### INPUT RECORDS:
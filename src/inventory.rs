//! Owned items, equipped slots, and skill loadout.

use crate::constants::MAX_EQUIPPED_SKILLS;
use serde::{Deserialize, Serialize};
use std::collections::HashSet;

/// Catalog identifier for an equipment item. Items live in the remote
/// catalog; the core only tracks ownership by id.
pub type ItemId = String;

/// Catalog identifier for a skill.
pub type SkillId = String;

#[derive(Debug, Clone, Copy, PartialEq, Eq, Serialize, Deserialize)]
pub enum EquipmentSlot {
    Weapon,
    Armor,
    Accessory,
}

impl EquipmentSlot {
    pub const ALL: [EquipmentSlot; 3] = [
        EquipmentSlot::Weapon,
        EquipmentSlot::Armor,
        EquipmentSlot::Accessory,
    ];
}

/// The three equipped slots. Empty slots hold `None`.
#[derive(Debug, Clone, Default, PartialEq, Eq, Serialize, Deserialize)]
pub struct Equipment {
    pub weapon: Option<ItemId>,
    pub armor: Option<ItemId>,
    pub accessory: Option<ItemId>,
}

impl Equipment {
    pub fn get(&self, slot: EquipmentSlot) -> &Option<ItemId> {
        match slot {
            EquipmentSlot::Weapon => &self.weapon,
            EquipmentSlot::Armor => &self.armor,
            EquipmentSlot::Accessory => &self.accessory,
        }
    }

    pub fn set(&mut self, slot: EquipmentSlot, item: Option<ItemId>) {
        match slot {
            EquipmentSlot::Weapon => self.weapon = item,
            EquipmentSlot::Armor => self.armor = item,
            EquipmentSlot::Accessory => self.accessory = item,
        }
    }

    pub fn iter_equipped(&self) -> impl Iterator<Item = &ItemId> {
        [&self.weapon, &self.armor, &self.accessory]
            .into_iter()
            .filter_map(|item| item.as_ref())
    }
}

/// Owned-item multiset plus the live equipment and skill loadout.
///
/// Owned items are profile-wide; the equipment and skill loadout are
/// per-character and get swapped through save slots on class switch.
#[derive(Debug, Clone, Default, PartialEq, Serialize, Deserialize)]
pub struct InventoryState {
    owned_items: Vec<ItemId>,
    pub equipment: Equipment,
    pub(crate) unlocked_skills: HashSet<SkillId>,
    pub(crate) equipped_skills: Vec<SkillId>,
}

impl InventoryState {
    /// Adds an item to the owned multiset. Duplicates are allowed.
    pub fn add_item(&mut self, item: ItemId) {
        self.owned_items.push(item);
    }

    pub fn owned_items(&self) -> &[ItemId] {
        &self.owned_items
    }

    pub fn owned_count(&self, item: &str) -> usize {
        self.owned_items.iter().filter(|i| i.as_str() == item).count()
    }

    /// Equips an owned item into a slot, replacing any previous occupant.
    /// Returns false without mutating if the item is not owned.
    pub fn equip(&mut self, slot: EquipmentSlot, item: ItemId) -> bool {
        if self.owned_count(&item) == 0 {
            return false;
        }
        self.equipment.set(slot, Some(item));
        true
    }

    pub fn unequip(&mut self, slot: EquipmentSlot) {
        self.equipment.set(slot, None);
    }

    /// Marks a skill unlocked. Returns true if it was newly unlocked.
    pub fn unlock_skill(&mut self, skill: SkillId) -> bool {
        self.unlocked_skills.insert(skill)
    }

    pub fn is_skill_unlocked(&self, skill: &str) -> bool {
        self.unlocked_skills.contains(skill)
    }

    pub fn unlocked_skills(&self) -> &HashSet<SkillId> {
        &self.unlocked_skills
    }

    pub fn equipped_skills(&self) -> &[SkillId] {
        &self.equipped_skills
    }

    /// Equips an unlocked skill into the next free slot (max 3).
    /// Returns false if locked, already equipped, or the loadout is full.
    pub fn equip_skill(&mut self, skill: &str) -> bool {
        if !self.unlocked_skills.contains(skill)
            || self.equipped_skills.iter().any(|s| s == skill)
            || self.equipped_skills.len() >= MAX_EQUIPPED_SKILLS
        {
            return false;
        }
        self.equipped_skills.push(skill.to_string());
        true
    }

    /// Removes a skill from the loadout. Returns false if it was not equipped.
    pub fn unequip_skill(&mut self, skill: &str) -> bool {
        let before = self.equipped_skills.len();
        self.equipped_skills.retain(|s| s != skill);
        self.equipped_skills.len() != before
    }
}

### EXERCISE OBJECTIVE:
Wherever the word "HashSet" appears in a line of the data above, copy that line.

### RESULT OF THE EXERCISE:
use std::collections::HashSet;
    pub(crate) unlocked_skills: HashSet<SkillId>,
    pub fn unlocked_skills(&self) -> &HashSet<SkillId> {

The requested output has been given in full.